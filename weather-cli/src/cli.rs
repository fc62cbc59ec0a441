use std::{sync::Arc, time::Duration};

use anyhow::{Context, Result, bail};
use clap::{Parser, Subcommand};
use inquire::{Password, PasswordDisplayMode, Select, Text};
use weather_core::{
    CacheStore, Config, FixedLocationProvider, LocationSuggestion, SqliteCacheStore,
    WeatherController, WeatherSynchronizer, config::MAX_FORECAST_DAYS,
    controller::MIN_SEARCH_QUERY_CHARS, provider_from_config, sync::purge_stale_snapshots,
};

use crate::output;

/// Top-level CLI struct.
#[derive(Debug, Parser)]
#[command(name = "weather", version, about = "Weather CLI")]
pub struct Cli {
    #[command(subcommand)]
    pub command: Command,
}

#[derive(Debug, Subcommand)]
pub enum Command {
    /// Set the weatherapi.com API key and cache settings.
    Configure,

    /// Show weather for an address or place name.
    Show {
        /// Address, place name or "lat,lon".
        address: String,

        /// Number of forecast days to show.
        #[arg(long, value_parser = clap::value_parser!(u8).range(1..=MAX_FORECAST_DAYS as i64))]
        days: Option<u8>,
    },

    /// Search for a place and pick one to show.
    Search {
        /// At least three characters of a place name.
        query: String,
    },

    /// Fetch weather for coordinates and remember it as the current location.
    Locate {
        #[arg(long, allow_hyphen_values = true)]
        lat: f64,
        #[arg(long, allow_hyphen_values = true)]
        lon: f64,
    },

    /// Print cached weather without contacting the API.
    Cached {
        /// Cached place name; defaults to the current location.
        location: Option<String>,
    },

    /// Delete cached entries older than the retention window.
    Purge,

    /// Follow a location and print weather as it changes, until Ctrl-C.
    Watch {
        #[arg(long, allow_hyphen_values = true)]
        lat: f64,
        #[arg(long, allow_hyphen_values = true)]
        lon: f64,

        /// Seconds between location fixes.
        #[arg(long, default_value_t = 10)]
        interval_secs: u64,
    },
}

impl Cli {
    pub async fn run(self) -> anyhow::Result<()> {
        let mut config = Config::load()?;

        match self.command {
            Command::Configure => configure(&mut config),
            Command::Show { address, days } => {
                if let Some(days) = days {
                    config.forecast_days = days;
                }
                let sync = synchronizer(&config)?;
                let outcome = sync.fetch_weather(&address, false).await?;
                report_storage_warning(outcome.storage_warning.as_ref());
                print!("{}", output::render_weather(&outcome.document));
                Ok(())
            }
            Command::Search { query } => search(&config, &query).await,
            Command::Locate { lat, lon } => {
                let sync = synchronizer(&config)?;
                let name = sync.resolve_location_name(lat, lon).await;
                tracing::info!(%name, "Resolved current location");
                let outcome = sync.fetch_weather(&name, true).await?;
                report_storage_warning(outcome.storage_warning.as_ref());
                print!("{}", output::render_weather(&outcome.document));
                Ok(())
            }
            Command::Cached { location } => cached(&config, location.as_deref()).await,
            Command::Purge => {
                let (removed, remaining) = purge(&config).await?;
                println!("Removed {removed} stale entries, {remaining} remain.");
                Ok(())
            }
            Command::Watch { lat, lon, interval_secs } => {
                watch(&config, lat, lon, Duration::from_secs(interval_secs.max(1))).await
            }
        }
    }
}

fn configure(config: &mut Config) -> Result<()> {
    let api_key = Password::new("weatherapi.com API key:")
        .with_display_mode(PasswordDisplayMode::Masked)
        .without_confirmation()
        .prompt()
        .context("API key prompt aborted")?;

    if api_key.trim().is_empty() {
        bail!("API key must not be empty");
    }
    config.set_api_key(api_key.trim().to_string());

    let days = Text::new("Forecast days:")
        .with_default(&config.forecast_days.to_string())
        .prompt()
        .context("Forecast days prompt aborted")?;
    config.forecast_days = days.trim().parse().context("Forecast days must be a number")?;
    if !(1..=MAX_FORECAST_DAYS).contains(&config.forecast_days) {
        bail!("Forecast days must be between 1 and {MAX_FORECAST_DAYS}");
    }

    config.save()?;
    println!("Saved configuration to {}", Config::config_file_path()?.display());
    Ok(())
}

fn open_store(config: &Config) -> Result<Arc<SqliteCacheStore>> {
    let path = config.database_path()?;
    let store = SqliteCacheStore::open(&path)
        .with_context(|| format!("Failed to open weather cache: {}", path.display()))?;
    Ok(Arc::new(store))
}

/// Drop entries past the retention window. Works without an API key.
async fn purge(config: &Config) -> Result<(usize, usize)> {
    let store = open_store(config)?;
    let removed = purge_stale_snapshots(store.as_ref(), config.sync_settings().retention).await?;
    Ok((removed, store.count().await?))
}

fn synchronizer(config: &Config) -> Result<Arc<WeatherSynchronizer>> {
    let provider = Arc::from(provider_from_config(config)?);
    let store = open_store(config)?;
    Ok(Arc::new(WeatherSynchronizer::new(provider, store, config.sync_settings())))
}

fn report_storage_warning(warning: Option<&weather_core::StorageError>) {
    if let Some(e) = warning {
        eprintln!("warning: {}", e.user_message());
    }
}

async fn search(config: &Config, query: &str) -> Result<()> {
    if query.chars().count() < MIN_SEARCH_QUERY_CHARS {
        bail!("Search needs at least {MIN_SEARCH_QUERY_CHARS} characters");
    }

    let sync = synchronizer(config)?;
    let suggestions = sync.search_locations(query).await?;
    if suggestions.is_empty() {
        println!("No places match '{query}'.");
        return Ok(());
    }

    let picked = pick_suggestion(suggestions)?;
    let outcome = sync.fetch_weather(&picked.coordinate_query(), false).await?;
    report_storage_warning(outcome.storage_warning.as_ref());
    print!("{}", output::render_weather(&outcome.document));
    Ok(())
}

fn pick_suggestion(mut suggestions: Vec<LocationSuggestion>) -> Result<LocationSuggestion> {
    if suggestions.len() == 1 {
        return Ok(suggestions.remove(0));
    }

    let labels: Vec<String> = suggestions.iter().map(LocationSuggestion::label).collect();
    let choice = Select::new("Pick a place:", labels)
        .raw_prompt()
        .context("Place selection aborted")?;
    Ok(suggestions.swap_remove(choice.index))
}

async fn cached(config: &Config, location: Option<&str>) -> Result<()> {
    let store = open_store(config)?;

    let snapshot = match location {
        Some(key) => store.read_by_key(key).await?,
        None => store.read_current().borrow().clone(),
    };

    let Some(snapshot) = snapshot else {
        println!("Nothing cached for {}.", location.unwrap_or("the current location"));
        return Ok(());
    };

    let document = snapshot
        .document()
        .with_context(|| format!("Cached entry for '{}' is unreadable", snapshot.location_key))?;
    println!("{}", output::render_cached_at(snapshot.fetched_at_millis));
    print!("{}", output::render_weather(&document));
    Ok(())
}

async fn watch(config: &Config, lat: f64, lon: f64, interval: Duration) -> Result<()> {
    let sync = synchronizer(config)?;
    let location = Arc::new(FixedLocationProvider::new(lat, lon).with_interval(interval));
    let controller = WeatherController::new(sync, location, config.controller_settings());

    let mut weather = controller.state().current_weather.subscribe();
    let mut error = controller.state().error.subscribe();

    controller.on_location_permission_granted().await;
    println!("Watching {lat},{lon}; press Ctrl-C to stop.");

    loop {
        tokio::select! {
            changed = weather.changed() => {
                if changed.is_err() {
                    break;
                }
                if let Some(doc) = weather.borrow_and_update().clone() {
                    print!("{}", output::render_weather(&doc));
                }
            }
            changed = error.changed() => {
                if changed.is_err() {
                    break;
                }
                if let Some(msg) = error.borrow_and_update().clone() {
                    eprintln!("error: {msg}");
                }
            }
            _ = tokio::signal::ctrl_c() => break,
        }
    }

    controller.shutdown().await;
    Ok(())
}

◆ Work task: The total, and only the total: count the lines above that contain "picked".

◆ Response to this task: 2